• [Work instructions]: Only the lines from the beginning of the data below through the line containing "assert_eq!(first, second);" belong in the response, each copied exactly.

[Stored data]

%%

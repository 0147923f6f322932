use springview_graph::{index_graph, layout_graph};
use springview_model::{Edge, Graph};

fn graph(vertices: &[&str], edges: &[(&str, &str)]) -> Graph {
    Graph {
        vertices: vertices.iter().map(|id| id.to_string()).collect(),
        edges: edges
            .iter()
            .map(|(from, to)| Edge {
                from: from.to_string(),
                to: to.to_string(),
            })
            .collect(),
    }
}

#[test]
fn index_includes_ids_only_seen_in_edges() {
    let index = index_graph(&graph(&["A"], &[("A", "B"), ("B", "C")]));
    assert_eq!(index.ids, vec!["A", "B", "C"]);
    assert_eq!(index.links, vec![(0, 1), (1, 2)]);
}

#[test]
fn index_dedupes_repeated_links() {
    let source = graph(&["A", "B"], &[("A", "B"), ("A", "B")]);
    let index = index_graph(&source);
    assert_eq!(source.edges.len(), 2);
    assert_eq!(index.links, vec![(0, 1)]);
}

#[test]
fn index_of_empty_graph_is_empty() {
    let index = index_graph(&graph(&[], &[]));
    assert!(index.ids.is_empty());
    assert!(index.links.is_empty());
}

#[test]
fn layout_is_deterministic_for_a_seed() {
    let index = index_graph(&graph(&["A", "B", "C", "D"], &[("A", "B"), ("B", "C")]));
    let first = layout_graph(&index, 42);
    let second = layout_graph(&index, 42);
    assert_eq!(first, second);

    let other_seed = layout_graph(&index, 7);
    assert_ne!(first, other_seed);
}

#[test]
fn layout_positions_are_bounded_and_finite() {
    let index = index_graph(&graph(
        &["A", "B", "C", "D", "E"],
        &[("A", "B"), ("B", "C"), ("C", "D"), ("D", "E"), ("E", "A")],
    ));
    let scene = layout_graph(&index, 42);

    for node in &scene.nodes {
        for coordinate in node.position {
            assert!(coordinate.is_finite());
            assert!(coordinate.abs() <= 1.0 + 1e-3);
        }
    }
}

#[test]
fn layout_keeps_distinct_nodes_apart() {
    let index = index_graph(&graph(&["A", "B", "C", "D"], &[("A", "B"), ("C", "D")]));
    let scene = layout_graph(&index, 42);

    for (i, a) in scene.nodes.iter().enumerate() {
        for b in scene.nodes.iter().skip(i + 1) {
            let dx = a.position[0] - b.position[0];
            let dy = a.position[1] - b.position[1];
            assert!((dx * dx + dy * dy).sqrt() > 1e-3);
        }
    }
}

#[test]
fn layout_scene_edges_follow_links() {
    let index = index_graph(&graph(&[], &[("B", "A"), ("B", "A"), ("A", "A")]));
    let scene = layout_graph(&index, 42);

    let pairs: Vec<(&str, &str)> = scene
        .edges
        .iter()
        .map(|edge| (edge.from.as_str(), edge.to.as_str()))
        .collect();
    assert_eq!(pairs, vec![("A", "A"), ("B", "A")]);
}

#[test]
fn layout_of_empty_graph_is_empty_scene() {
    let scene = layout_graph(&index_graph(&graph(&[], &[])), 42);
    assert!(scene.nodes.is_empty());
    assert!(scene.edges.is_empty());
}

#[test]
fn layout_of_single_node_sits_at_the_origin() {
    let scene = layout_graph(&index_graph(&graph(&["only"], &[])), 42);
    assert_eq!(scene.nodes.len(), 1);
    assert_eq!(scene.nodes[0].position, [0.0, 0.0]);
}
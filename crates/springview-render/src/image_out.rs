use image::{ImageError, RgbImage};
use std::fs;
use std::path::Path;

pub fn write_png(path: &Path, image: &RgbImage) -> Result<(), ImageError> {
    if let Some(parent) = path.parent() {
        if !parent.as_os_str().is_empty() {
            fs::create_dir_all(parent)?;
        }
    }
    image.save(path)
}
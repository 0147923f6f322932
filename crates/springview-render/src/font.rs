use image::{Rgb, RgbImage};

pub const GLYPH_WIDTH: u32 = 5;
pub const GLYPH_HEIGHT: u32 = 7;
pub const GLYPH_SPACING: u32 = 1;

// Classic 5x7 face, printable ASCII 0x20..=0x7E. One byte per column,
// bit 0 is the top row.
#[rustfmt::skip]
const GLYPHS: [[u8; 5]; 95] = [
    [0x00, 0x00, 0x00, 0x00, 0x00], // space
    [0x00, 0x00, 0x5F, 0x00, 0x00], // !
    [0x00, 0x07, 0x00, 0x07, 0x00], // "
    [0x14, 0x7F, 0x14, 0x7F, 0x14], // #
    [0x24, 0x2A, 0x7F, 0x2A, 0x12], // $
    [0x23, 0x13, 0x08, 0x64, 0x62], // %
    [0x36, 0x49, 0x55, 0x22, 0x50], // &
    [0x00, 0x05, 0x03, 0x00, 0x00], // '
    [0x00, 0x1C, 0x22, 0x41, 0x00], // (
    [0x00, 0x41, 0x22, 0x1C, 0x00], // )
    [0x14, 0x08, 0x3E, 0x08, 0x14], // *
    [0x08, 0x08, 0x3E, 0x08, 0x08], // +
    [0x00, 0x50, 0x30, 0x00, 0x00], // ,
    [0x08, 0x08, 0x08, 0x08, 0x08], // -
    [0x00, 0x60, 0x60, 0x00, 0x00], // .
    [0x20, 0x10, 0x08, 0x04, 0x02], // /
    [0x3E, 0x51, 0x49, 0x45, 0x3E], // 0
    [0x00, 0x42, 0x7F, 0x40, 0x00], // 1
    [0x42, 0x61, 0x51, 0x49, 0x46], // 2
    [0x21, 0x41, 0x45, 0x4B, 0x31], // 3
    [0x18, 0x14, 0x12, 0x7F, 0x10], // 4
    [0x27, 0x45, 0x45, 0x45, 0x39], // 5
    [0x3C, 0x4A, 0x49, 0x49, 0x30], // 6
    [0x01, 0x71, 0x09, 0x05, 0x03], // 7
    [0x36, 0x49, 0x49, 0x49, 0x36], // 8
    [0x06, 0x49, 0x49, 0x29, 0x1E], // 9
    [0x00, 0x36, 0x36, 0x00, 0x00], // :
    [0x00, 0x56, 0x36, 0x00, 0x00], // ;
    [0x08, 0x14, 0x22, 0x41, 0x00], // <
    [0x14, 0x14, 0x14, 0x14, 0x14], // =
    [0x00, 0x41, 0x22, 0x14, 0x08], // >
    [0x02, 0x01, 0x51, 0x09, 0x06], // ?
    [0x32, 0x49, 0x79, 0x41, 0x3E], // @
    [0x7E, 0x11, 0x11, 0x11, 0x7E], // A
    [0x7F, 0x49, 0x49, 0x49, 0x36], // B
    [0x3E, 0x41, 0x41, 0x41, 0x22], // C
    [0x7F, 0x41, 0x41, 0x22, 0x1C], // D
    [0x7F, 0x49, 0x49, 0x49, 0x41], // E
    [0x7F, 0x09, 0x09, 0x09, 0x01], // F
    [0x3E, 0x41, 0x49, 0x49, 0x7A], // G
    [0x7F, 0x08, 0x08, 0x08, 0x7F], // H
    [0x00, 0x41, 0x7F, 0x41, 0x00], // I
    [0x20, 0x40, 0x41, 0x3F, 0x01], // J
    [0x7F, 0x08, 0x14, 0x22, 0x41], // K
    [0x7F, 0x40, 0x40, 0x40, 0x40], // L
    [0x7F, 0x02, 0x0C, 0x02, 0x7F], // M
    [0x7F, 0x04, 0x08, 0x10, 0x7F], // N
    [0x3E, 0x41, 0x41, 0x41, 0x3E], // O
    [0x7F, 0x09, 0x09, 0x09, 0x06], // P
    [0x3E, 0x41, 0x51, 0x21, 0x5E], // Q
    [0x7F, 0x09, 0x19, 0x29, 0x46], // R
    [0x46, 0x49, 0x49, 0x49, 0x31], // S
    [0x01, 0x01, 0x7F, 0x01, 0x01], // T
    [0x3F, 0x40, 0x40, 0x40, 0x3F], // U
    [0x1F, 0x20, 0x40, 0x20, 0x1F], // V
    [0x3F, 0x40, 0x38, 0x40, 0x3F], // W
    [0x63, 0x14, 0x08, 0x14, 0x63], // X
    [0x07, 0x08, 0x70, 0x08, 0x07], // Y
    [0x61, 0x51, 0x49, 0x45, 0x43], // Z
    [0x00, 0x7F, 0x41, 0x41, 0x00], // [
    [0x02, 0x04, 0x08, 0x10, 0x20], // backslash
    [0x00, 0x41, 0x41, 0x7F, 0x00], // ]
    [0x04, 0x02, 0x01, 0x02, 0x04], // ^
    [0x40, 0x40, 0x40, 0x40, 0x40], // _
    [0x00, 0x01, 0x02, 0x04, 0x00], // `
    [0x20, 0x54, 0x54, 0x54, 0x78], // a
    [0x7F, 0x48, 0x44, 0x44, 0x38], // b
    [0x38, 0x44, 0x44, 0x44, 0x20], // c
    [0x38, 0x44, 0x44, 0x48, 0x7F], // d
    [0x38, 0x54, 0x54, 0x54, 0x18], // e
    [0x08, 0x7E, 0x09, 0x01, 0x02], // f
    [0x0C, 0x52, 0x52, 0x52, 0x3E], // g
    [0x7F, 0x08, 0x04, 0x04, 0x78], // h
    [0x00, 0x44, 0x7D, 0x40, 0x00], // i
    [0x20, 0x40, 0x44, 0x3D, 0x00], // j
    [0x7F, 0x10, 0x28, 0x44, 0x00], // k
    [0x00, 0x41, 0x7F, 0x40, 0x00], // l
    [0x7C, 0x04, 0x18, 0x04, 0x78], // m
    [0x7C, 0x08, 0x04, 0x04, 0x78], // n
    [0x38, 0x44, 0x44, 0x44, 0x38], // o
    [0x7C, 0x14, 0x14, 0x14, 0x08], // p
    [0x08, 0x14, 0x14, 0x18, 0x7C], // q
    [0x7C, 0x08, 0x04, 0x04, 0x08], // r
    [0x48, 0x54, 0x54, 0x54, 0x20], // s
    [0x04, 0x3F, 0x44, 0x40, 0x20], // t
    [0x3C, 0x40, 0x40, 0x20, 0x7C], // u
    [0x1C, 0x20, 0x40, 0x20, 0x1C], // v
    [0x3C, 0x40, 0x30, 0x40, 0x3C], // w
    [0x44, 0x28, 0x10, 0x28, 0x44], // x
    [0x0C, 0x50, 0x50, 0x50, 0x3C], // y
    [0x44, 0x64, 0x54, 0x4C, 0x44], // z
    [0x00, 0x08, 0x36, 0x41, 0x00], // {
    [0x00, 0x00, 0x7F, 0x00, 0x00], // |
    [0x00, 0x41, 0x36, 0x08, 0x00], // }
    [0x08, 0x04, 0x08, 0x10, 0x08], // ~
];

fn glyph(ch: char) -> &'static [u8; 5] {
    let code = ch as usize;
    if (0x20..=0x7E).contains(&code) {
        &GLYPHS[code - 0x20]
    } else {
        // anything outside the table renders as '?'
        &GLYPHS['?' as usize - 0x20]
    }
}

pub fn text_width(text: &str, scale: u32) -> u32 {
    let glyphs = text.chars().count() as u32;
    if glyphs == 0 {
        return 0;
    }
    (glyphs * (GLYPH_WIDTH + GLYPH_SPACING) - GLYPH_SPACING) * scale
}

/// Stamps `text` with its top-left corner at `(x, y)`. Pixels outside the
/// image are dropped.
pub fn draw_text(image: &mut RgbImage, text: &str, x: i32, y: i32, scale: u32, color: Rgb<u8>) {
    let scale = scale.max(1) as i32;
    let mut pen_x = x;

    for ch in text.chars() {
        let columns = glyph(ch);
        for (col, bits) in columns.iter().enumerate() {
            for row in 0..GLYPH_HEIGHT {
                if bits & (1 << row) == 0 {
                    continue;
                }
                for sx in 0..scale {
                    for sy in 0..scale {
                        let px = pen_x + col as i32 * scale + sx;
                        let py = y + row as i32 * scale + sy;
                        if px >= 0
                            && py >= 0
                            && (px as u32) < image.width()
                            && (py as u32) < image.height()
                        {
                            image.put_pixel(px as u32, py as u32, color);
                        }
                    }
                }
            }
        }
        pen_x += (GLYPH_WIDTH + GLYPH_SPACING) as i32 * scale;
    }
}

#[cfg(test)]
mod tests {
    use super::*;

    #[test]
    fn text_width_accounts_for_spacing() {
        assert_eq!(text_width("", 2), 0);
        assert_eq!(text_width("A", 2), 10);
        assert_eq!(text_width("AB", 1), 11);
    }

    #[test]
    fn draw_text_marks_pixels_and_clips() {
        let mut image = RgbImage::from_pixel(20, 20, Rgb([255, 255, 255]));
        draw_text(&mut image, "H", 4, 4, 1, Rgb([0, 0, 0]));
        assert_eq!(*image.get_pixel(4, 4), Rgb([0, 0, 0]));

        // stamping past the border must not panic
        draw_text(&mut image, "HHHH", 15, 18, 2, Rgb([0, 0, 0]));
    }
}
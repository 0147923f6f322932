use springview_model::{GraphIndex, Scene, SceneEdge, SceneNode};

const ITERATIONS: u32 = 50;
// Optimal pairwise distance; larger values spread the nodes out.
const SPREAD: f32 = 1.5;
const INITIAL_TEMPERATURE: f32 = 0.1;
const MIN_DISTANCE: f32 = 0.01;

/// Computes a Fruchterman-Reingold force-directed layout. Initial positions
/// come from a generator seeded with `seed`, drawn in sorted-id order, so
/// equal inputs and seeds give equal scenes. The result is centered on the
/// origin with the largest absolute coordinate scaled to 1.
pub fn layout_graph(index: &GraphIndex, seed: u64) -> Scene {
    if index.ids.is_empty() {
        return Scene {
            nodes: Vec::new(),
            edges: Vec::new(),
        };
    }

    let n = index.ids.len();
    let mut rng = Rng::new(seed);
    let mut positions: Vec<[f32; 2]> = (0..n)
        .map(|_| [rng.next_f32(), rng.next_f32()])
        .collect();

    let mut temperature = INITIAL_TEMPERATURE;
    let cooling = temperature / (ITERATIONS as f32 + 1.0);

    for _ in 0..ITERATIONS {
        let mut displacement = vec![[0.0f32; 2]; n];

        for i in 0..n {
            for j in (i + 1)..n {
                let dx = positions[i][0] - positions[j][0];
                let dy = positions[i][1] - positions[j][1];
                let distance = (dx * dx + dy * dy).sqrt().max(MIN_DISTANCE);
                let force = SPREAD * SPREAD / distance;
                let ux = dx / distance;
                let uy = dy / distance;
                displacement[i][0] += ux * force;
                displacement[i][1] += uy * force;
                displacement[j][0] -= ux * force;
                displacement[j][1] -= uy * force;
            }
        }

        for &(a, b) in &index.links {
            if a == b {
                continue;
            }
            let dx = positions[a][0] - positions[b][0];
            let dy = positions[a][1] - positions[b][1];
            let distance = (dx * dx + dy * dy).sqrt().max(MIN_DISTANCE);
            let force = distance * distance / SPREAD;
            let ux = dx / distance;
            let uy = dy / distance;
            displacement[a][0] -= ux * force;
            displacement[a][1] -= uy * force;
            displacement[b][0] += ux * force;
            displacement[b][1] += uy * force;
        }

        for i in 0..n {
            let dx = displacement[i][0];
            let dy = displacement[i][1];
            let length = (dx * dx + dy * dy).sqrt();
            if length > 0.0 {
                let step = length.min(temperature);
                positions[i][0] += dx / length * step;
                positions[i][1] += dy / length * step;
            }
        }

        temperature -= cooling;
    }

    center_and_rescale(&mut positions);

    let nodes: Vec<SceneNode> = index
        .ids
        .iter()
        .zip(positions)
        .map(|(id, position)| SceneNode {
            id: id.clone(),
            position,
        })
        .collect();

    let edges: Vec<SceneEdge> = index
        .links
        .iter()
        .map(|&(a, b)| SceneEdge {
            from: index.ids[a].clone(),
            to: index.ids[b].clone(),
        })
        .collect();

    Scene { nodes, edges }
}

fn center_and_rescale(positions: &mut [[f32; 2]]) {
    let n = positions.len() as f32;
    let cx = positions.iter().map(|p| p[0]).sum::<f32>() / n;
    let cy = positions.iter().map(|p| p[1]).sum::<f32>() / n;
    for position in positions.iter_mut() {
        position[0] -= cx;
        position[1] -= cy;
    }

    let max_abs = positions
        .iter()
        .flat_map(|p| [p[0].abs(), p[1].abs()])
        .fold(0.0f32, f32::max);
    if max_abs > 0.0 {
        for position in positions.iter_mut() {
            position[0] /= max_abs;
            position[1] /= max_abs;
        }
    }
}

struct Rng {
    state: u64,
}

impl Rng {
    fn new(seed: u64) -> Self {
        let state = if seed == 0 { 0xdeadbeefcafebabe } else { seed };
        Self { state }
    }

    fn next_u32(&mut self) -> u32 {
        self.state = self
            .state
            .wrapping_mul(6364136223846793005)
            .wrapping_add(1);
        (self.state >> 32) as u32
    }

    fn next_f32(&mut self) -> f32 {
        let value = self.next_u32();
        value as f32 / u32::MAX as f32
    }
}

%%

• [Exercise response]:
repository 0147923f6f322932
use springview_graph::{index_graph, layout_graph};
use springview_model::{Edge, Graph};

fn graph(vertices: &[&str], edges: &[(&str, &str)]) -> Graph {
    Graph {
        vertices: vertices.iter().map(|id| id.to_string()).collect(),
        edges: edges
            .iter()
            .map(|(from, to)| Edge {
                from: from.to_string(),
                to: to.to_string(),
            })
            .collect(),
    }
}

#[test]
fn index_includes_ids_only_seen_in_edges() {
    let index = index_graph(&graph(&["A"], &[("A", "B"), ("B", "C")]));
    assert_eq!(index.ids, vec!["A", "B", "C"]);
    assert_eq!(index.links, vec![(0, 1), (1, 2)]);
}

#[test]
fn index_dedupes_repeated_links() {
    let source = graph(&["A", "B"], &[("A", "B"), ("A", "B")]);
    let index = index_graph(&source);
    assert_eq!(source.edges.len(), 2);
    assert_eq!(index.links, vec![(0, 1)]);
}

#[test]
fn index_of_empty_graph_is_empty() {
    let index = index_graph(&graph(&[], &[]));
    assert!(index.ids.is_empty());
    assert!(index.links.is_empty());
}

#[test]
fn layout_is_deterministic_for_a_seed() {
    let index = index_graph(&graph(&["A", "B", "C", "D"], &[("A", "B"), ("B", "C")]));
    let first = layout_graph(&index, 42);
    let second = layout_graph(&index, 42);
    assert_eq!(first, second);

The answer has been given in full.